Flexibility is the ability to move a joint through a full range of motion. It depends, in part, on the muscles, ligaments and tendons surrounding the joint, the degree of warm-up and the type of joint in question. Flexibility is an often-neglected component of physical fitness, and those who are inflexible may be at higher risk for injury during activity, and/or lower-back pain.
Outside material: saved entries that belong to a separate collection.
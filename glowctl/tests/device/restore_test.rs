#[path = "../common/mod.rs"]
mod common;

use common::fixtures;
use glowctl::device::registry::DeviceRegistry;
use glowctl::state::Mode;
use glowctl::test_support::{device_with_shared_mock, test_descriptor};

#[test]
fn single_field_state_restores_exactly_one_command() {
    // Command a color, persist the registry state, then replay it into a
    // fresh registry backed by a fresh mock.
    let (_, mut device) = device_with_shared_mock(test_descriptor(), true);
    device.connect().unwrap();
    device.send_color("FF0000", 2).unwrap();
    device.disconnect();
    let registry = DeviceRegistry::with_devices(vec![device]);
    let document = registry.state_document().unwrap();

    let (mock, device) = device_with_shared_mock(test_descriptor(), true);
    let mut restored = DeviceRegistry::with_devices(vec![device]);
    let failures = restored.apply_document(&document).unwrap();
    assert!(failures.is_empty());
    assert!(restored.restore_states_of_devices().is_empty());

    let backend = mock.lock().unwrap();
    let writes = backend.written_payloads();
    assert_eq!(writes.len(), 1);
    assert_eq!(
        writes[0],
        hex::decode("11ff0c3a0201ff00000200000000000000000000").unwrap()
    );
    // restore opened and closed the device around the single resend
    assert_eq!(backend.open_calls, 1);
    assert_eq!(backend.close_calls, 1);
}

#[test]
fn uniform_state_restores_only_field_zero() {
    let (mock, device) = device_with_shared_mock(test_descriptor(), true);
    let mut registry = DeviceRegistry::with_devices(vec![device]);
    registry
        .apply_document(&fixtures::uniform_static_document("test", "aabbcc"))
        .unwrap();
    assert!(registry.restore_states_of_devices().is_empty());

    let writes = mock.lock().unwrap().written_payloads();
    assert_eq!(writes.len(), 1);
    assert_eq!(writes[0][4], 0x00);
}

#[test]
fn breathing_state_restores_breathe_command() {
    let (mock, mut device) = device_with_shared_mock(test_descriptor(), true);
    device.set_state(fixtures::breathing_state("00ff00", Some(2000), Some(50)));
    device.restore_state().unwrap();

    let writes = mock.lock().unwrap().written_payloads();
    assert_eq!(writes.len(), 1);
    assert_eq!(
        writes[0],
        hex::decode("11ff0c3a000200ff0007d0003200000000000000").unwrap()
    );
}

#[test]
fn absent_device_is_skipped_without_error() {
    let (mock, mut device) = device_with_shared_mock(test_descriptor(), false);
    device.set_state(fixtures::breathing_state("00ff00", None, None));
    device.restore_state().unwrap();
    assert!(mock.lock().unwrap().writes.is_empty());
}

#[test]
fn restore_disconnects_even_when_a_resend_fails() {
    // The recorded state asks for a cycle the descriptor no longer
    // supports, so the resend fails after connect.
    let mut descriptor = test_descriptor();
    descriptor.can_cycle = false;
    let (mock, mut device) = device_with_shared_mock(descriptor, true);
    device.set_state({
        let mut s = glowctl::state::DeviceState::new();
        s.set_cycling(Some(4000), None);
        s
    });
    assert!(device.restore_state().is_err());
    let backend = mock.lock().unwrap();
    assert_eq!(backend.open_calls, 1);
    assert_eq!(backend.close_calls, 1);
}

#[test]
fn bulk_restore_reports_failures_but_continues() {
    let mut bad_descriptor = test_descriptor();
    bad_descriptor.can_cycle = false;
    let (_, mut bad_device) = device_with_shared_mock(bad_descriptor, true);
    bad_device.set_state({
        let mut s = glowctl::state::DeviceState::new();
        s.set_cycling(None, None);
        s
    });

    let (good_mock, mut good_device) = device_with_shared_mock(test_descriptor(), true);
    good_device.set_state(fixtures::breathing_state("112233", None, None));

    let mut registry = DeviceRegistry::with_devices(vec![bad_device, good_device]);
    let failures = registry.restore_states_of_devices();
    assert_eq!(failures.len(), 1);
    assert_eq!(failures[0].device, "test");
    // The second device still got its resend.
    assert_eq!(good_mock.lock().unwrap().writes.len(), 1);
}

#[test]
fn reconnect_roundtrip_preserves_mode() {
    let (_, mut device) = device_with_shared_mock(test_descriptor(), true);
    device.connect().unwrap();
    device.send_breathe("8000ff", Some(12000), Some(80)).unwrap();
    device.disconnect();
    let doc = device.state().to_document();
    let reparsed = glowctl::state::DeviceState::from_document(&doc).unwrap();
    assert!(matches!(reparsed.mode(), Mode::Breathing { .. }));
    assert_eq!(&reparsed, device.state());
}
There are numerous methods to measure flexibility at various joints throughout the body. Common tests incorporate the use of goniometers, inclinometers, flexometers and tape measures. A simple and effective field test is the sit-and-reach test of low-back and hamstring flexibility. In lieu of a sit-and-reach box, the YMCA protocol, requiring only a tape and yardstick, may be used to assess trunk flexion:
1. Make sure your members have completed a warm-up; the submaximal aerobic test plus some stretching (avoid bouncing at all times, as this increases the risk of injury) would accomplish this.
2. Place the yardstick on the floor with a 20-inch piece of tape placed perpendicularly at the 15-inch mark.
3. Have your members sit with the yardstick between their legs, placing the heels of their feet (without shoes) on the edge of the tape, about 12 inches apart.
4. Members should slowly reach forward as far as possible, exhaling during the reach, with both hands briefly holding the final position. Ensure that members don't lead with one hand, that their knees remain extended without being forced to the floor, and that both hands remain in contact with the yardstick for the entire movement.

5. Record the most distant of two trials (in inches or centimeters) as the score.
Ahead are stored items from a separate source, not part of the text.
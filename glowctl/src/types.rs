// glowctl/src/types.rs

use crate::{Error, Result};
use derive_more::Display;
use serde::de::Error as _;
use serde::{Deserialize, Deserializer, Serialize, Serializer};

/// 24-bit RGB color - Newtype Pattern
///
/// Always rendered as six lowercase hex digits (`"ff0080"`), the form the
/// hardware command templates and the persisted state document use.
#[derive(Debug, Clone, Copy, PartialEq, Eq, Hash, Display)]
#[display(fmt = "{:06x}", _0)]
pub struct Color(u32);

impl Color {
    /// Wrap a raw RGB value, masking it to 24 bits.
    pub const fn new(value: u32) -> Self {
        Self(value & 0x00ff_ffff)
    }

    /// Parse a color from exactly six hex digits (case-insensitive).
    pub fn parse(s: &str) -> Result<Self> {
        if s.len() != 6 || !s.bytes().all(|b| b.is_ascii_hexdigit()) {
            return Err(Error::InvalidColor(s.to_string()));
        }
        let value =
            u32::from_str_radix(s, 16).map_err(|_| Error::InvalidColor(s.to_string()))?;
        Ok(Self(value))
    }

    pub fn value(&self) -> u32 {
        self.0
    }
}

impl Serialize for Color {
    fn serialize<S: Serializer>(&self, serializer: S) -> std::result::Result<S::Ok, S::Error> {
        serializer.serialize_str(&self.to_string())
    }
}

impl<'de> Deserialize<'de> for Color {
    fn deserialize<D: Deserializer<'de>>(deserializer: D) -> std::result::Result<Self, D::Error> {
        let s = String::deserialize(deserializer)?;
        Color::parse(&s).map_err(D::Error::custom)
    }
}

/// DeviceKind
#[derive(Debug, Clone, Copy, PartialEq, Eq, Hash, Display)]
pub enum DeviceKind {
    #[display(fmt = "g203")]
    G203,
    #[display(fmt = "g213")]
    G213,
}

impl DeviceKind {
    pub fn from_product_id(pid: u16) -> Option<Self> {
        match pid {
            0xc084 => Some(Self::G203),
            0xc336 => Some(Self::G213),
            _ => None,
        }
    }
}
Percentiles for the standard test are based on gender and age, and can be found on page 90 of ACSM's Guidelines. Also, refer to www.exrx.net/Calculators/SitReach.html to determine your member's population rating for the YMCA Sit-and-Reach Test.

Conclusions

Exercise testing is not an end in itself, but, rather, should be integrated into the assimilation of new members and their overall exercise program design. Assessments can be performed in a time-efficient manner that is safe and practical. There are numerous ways to use the testing experience to help educate your members, as in determining, for example, a member's 10 RM as part of an effort to design a circuit-training program. Through testing, you can maximize your ability to tailor a safe, effective program for each individual member. Further, by establishing a performance baseline, tangible evidence is gathered that can later be used to document fitness improvements attained through training. Such individual attention to your members' initial fitness level will not only aid in exercise programming, but, perhaps, will standardize the industry assimilation process, and increase overall member retention and fitness center profitability. FM

REFERENCES
American College of Sports Medicine. ACSM's Guidelines for Exercise Testing and Prescription (7th ed.). Lippincott, Williams & Wilkins: Philadelphia, Pa., 2005.
Black, S.A. Advanced cardio training. Fitness Management 20(8): 30-34, July 2004.
Exercise Prescription on the Net (www.exrx.net/index.html).
Heyward, V.H. Advanced Fitness Assessment & Exercise Prescription (4th ed.). Human Kinetics: Champaign, Ill., 2002.
Howley, E.T., and B.D. Franks. Health Fitness Instructor's Handbook (4th ed.). Human Kinetics: Champaign, Ill., 2003.
Porcari, J.P., C. Foster, M. Dehart-Beverly, N. Shafer, P. Recalde and S. Voelker. Prescribing exercise using the talk test. Fitness Management 17(9): 46-49, August 2001.
The Seventh Report of the Joint National Committee on the Prevention, Detection, Evaluation and Treatment of High Blood Pressure. NIH Publication No. 04-5230, August 2004.
Tanaka, H., K.D. Monahan and D.R. Seals. Age-predicted maximal heart rate revisited. Journal of the American College of Cardiology 37(1): 153-156, 2001.